Israel Reinstein
A pedreiro Alexsandro Lima, 18 anos, suspeita que o Hospital Angelina Caron, em Campina Grande do Sul, tenha sido responsável pela morte de seu filho. De acordo com Lima, a criança, que nasceu prematura, morreu de forma estranha, sem que o hospital desse alguma explicação. O bebê faleceu na noite de domingo, mas a família somente soube do ocorrido na manhã de ontem, quando descobriu que o corpo já estava no necrotério. A Folha procurou a direção do Angelina Caron, mas os diretores não estavam.
Lima conta que o mau atendimento do hospital começou antes da hora do parto, na quinta-feira passada. Sem leitos para receber a sua esposa, Lucinéia Aparecida Madeira, 14 anos, os médicos a mantiveram no chão de um corredor, onde deu à luz. Mesmo sendo a criança prematura, ela só seria transferida na madrugada de sexta-feira, quando Lucinéia foi retirada do corredor para uma cama de enfermaria. ‘‘Ela ficou suja de sangue, como se fosse um porco’’, afirmou o marido.

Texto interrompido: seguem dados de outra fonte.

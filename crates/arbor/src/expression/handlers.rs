use arbor_flow_core::{
    ErrorRecord, ExpressionState, FAILED_FIELD, HandlerSpec, Task, TaskAction, TreeNode, Workitem,
};
use arbor_scheduler_core::ScheduleId;
use chrono::Utc;
use serde_json::json;
use tracing::{debug, info, warn};

use super::{ExpressionError, FlowExpression};

impl FlowExpression<'_> {
    /// Leave this node: release its tag and timeout, then either run the
    /// handler matching its state or reply upward.
    pub async fn reply_to_parent(&mut self, workitem: Workitem) -> Result<(), ExpressionError> {
        self.leave_tag().await?;
        if let Some(job_id) = self.record.timeout_job_id.take() {
            self.ctx.scheduler.unschedule(ScheduleId(job_id)).await?;
            self.record.timeout_at = None;
        }

        match self.record.state {
            ExpressionState::Failing => self.trigger_on_error(workitem).await,
            ExpressionState::Cancelling if self.record.on_cancel.is_some() => {
                self.trigger_on_cancel().await
            }
            ExpressionState::CancellingByTimeout if self.record.on_timeout.is_some() => {
                self.trigger_on_timeout().await
            }
            state => {
                if state.is_active() {
                    self.propagate_updated_tree().await?;
                }
                self.put_reply_task(workitem).await
            }
        }
    }

    /// Remove this node from storage and emit its outbound task: a reply
    /// to the parent, or a terminal event for the process.
    pub async fn put_reply_task(&mut self, mut workitem: Workitem) -> Result<(), ExpressionError> {
        self.unpersist().await?;
        workitem.fei = Some(self.record.fei.clone());

        let task = match &self.record.parent_id {
            Some(parent) => Task::new(TaskAction::Reply).with_fei(parent.clone()),
            None => {
                let action = match self.record.state {
                    ExpressionState::Cancelling => TaskAction::Cancelled,
                    ExpressionState::CancellingByKill => TaskAction::Killed,
                    _ => TaskAction::Terminated,
                };
                info!(wfid = %self.record.fei.wfid, action = %action, "process finished");
                Task::new(action).with_wfid(self.record.fei.wfid.clone())
            }
        };
        self.put_task(task.with_workitem(workitem)).await
    }

    pub async fn trigger_on_cancel(&mut self) -> Result<(), ExpressionError> {
        let Some(handler) = self.record.on_cancel.clone() else {
            return Ok(());
        };
        let tree = self.handler_tree(handler);
        self.apply_tree(tree, "on_cancel").await
    }

    pub async fn trigger_on_error(&mut self, mut workitem: Workitem) -> Result<(), ExpressionError> {
        match self.record.on_error.clone() {
            None => {
                workitem.set_field(FAILED_FIELD, json!([self.record.fei, Utc::now()]));
                self.put_reply_task(workitem).await
            }
            // The cancellation that brought the node here is the undo.
            Some(handler) if handler.is_keyword("undo") => self.put_reply_task(workitem).await,
            Some(handler) => {
                let tree = self.handler_tree(handler);
                self.apply_tree(tree, "on_error").await
            }
        }
    }

    pub async fn trigger_on_timeout(&mut self) -> Result<(), ExpressionError> {
        let Some(handler) = self.record.on_timeout.clone() else {
            return Ok(());
        };
        if handler.is_keyword("error") {
            return self.raise_timeout_error().await;
        }
        let tree = self.handler_tree(handler);
        self.apply_tree(tree, "on_timeout").await
    }

    fn handler_tree(&self, handler: HandlerSpec) -> TreeNode {
        match handler {
            HandlerSpec::Named(name) if name == "redo" => self.tree().clone(),
            HandlerSpec::Named(name) => TreeNode::new(name),
            HandlerSpec::Tree(tree) => tree,
        }
    }

    /// Re-apply `tree` in this node's place: same fei, parent, applied
    /// workitem and variables.
    async fn apply_tree(&mut self, mut tree: TreeNode, trigger: &str) -> Result<(), ExpressionError> {
        tree.attributes.insert("_triggered".to_string(), json!(trigger));
        debug!(fei = %self.record.fei, trigger, handler = %tree.name, "applying handler");

        self.unpersist().await?;
        self.put_task(
            Task::new(TaskAction::Apply)
                .with_fei(self.record.fei.clone())
                .with_parent_id(self.record.parent_id.clone())
                .with_tree(tree)
                .with_workitem(self.record.applied_workitem.clone())
                .with_variables(self.record.variables.clone()),
        )
        .await
    }

    /// Emit an `error` event for an expiry configured as `on_timeout: error`.
    ///
    /// The node stays in storage so the fault can be inspected or replayed.
    async fn raise_timeout_error(&mut self) -> Result<(), ExpressionError> {
        let timeout = self.tree().attribute_str("timeout");
        warn!(fei = %self.record.fei, timeout = ?timeout, "expression timed out");

        self.persist().await?;
        self.put_task(
            Task::new(TaskAction::Error)
                .with_fei(self.record.fei.clone())
                .with_parent_id(self.record.parent_id.clone())
                .with_tree(self.tree().clone())
                .with_workitem(self.record.applied_workitem.clone())
                .with_variables(self.record.variables.clone())
                .with_error(ErrorRecord::timeout(timeout)),
        )
        .await
    }

    /// Splice this node's tree override into its parent at its child index.
    async fn propagate_updated_tree(&self) -> Result<(), ExpressionError> {
        let (Some(updated), Some(parent_id)) = (&self.record.updated_tree, &self.record.parent_id)
        else {
            return Ok(());
        };
        // Sub-processes are not tree children of their parent.
        let Some(index) = self.record.fei.tree_index_under(parent_id) else {
            return Ok(());
        };
        let Some(mut parent) = FlowExpression::fetch(self.ctx, parent_id).await? else {
            warn!(fei = %self.record.fei, parent = %parent_id, "parent gone, tree change dropped");
            return Ok(());
        };

        let slot = parent
            .update_tree(None)
            .children
            .get_mut(index)
            .ok_or_else(|| ExpressionError::MissingChild {
                fei: parent_id.clone(),
                index,
            })?;
        *slot = updated.clone();
        parent.persist().await
    }

    async fn leave_tag(&mut self) -> Result<(), ExpressionError> {
        let Some(tag) = self.record.tag.take() else {
            return Ok(());
        };
        self.unset_variable(&tag).await?;
        self.put_task(
            Task::new(TaskAction::LeftTag)
                .with_fei(self.record.fei.clone())
                .with_tag(tag)
                .with_workitem(self.record.applied_workitem.clone()),
        )
        .await
    }
}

Por ser prematuro, o bebê apresentou dificuldade respiratória, sendo encaminhado na madrugada para um leito na Unidade de Terapia Intensiva (UTI) pediátrica. Durante o fim de semana, a criança foi mantida viva, por meio de um respirador. ‘‘No domingo avisaram para gente que estava diminuindo o nível de oxigênio, porque ela estava melhorando’’, conta o pai.
O bebê morreu às 21 horas de domingo, mas somente na manhã de ontem, Alexsandro Lima soube da morte do filho. ‘‘Deixei o telefone de minha casa no hospital, mas ninguém me chamou’’, disse.
‘‘O estranho que não deixaram a gente preparar a criança para o enterro’’, afirmou. A justificativa dada era que o prazo legal para executar o enterro estava encerrando. ‘‘O meu filho foi enterrado nuzinho, sem roupa’’, afirmou o pai. Para Lima, algo está errado. No atestado de óbito do filho de Lucinéia e Lima, consta apenas que a criança morreu por ser prematura.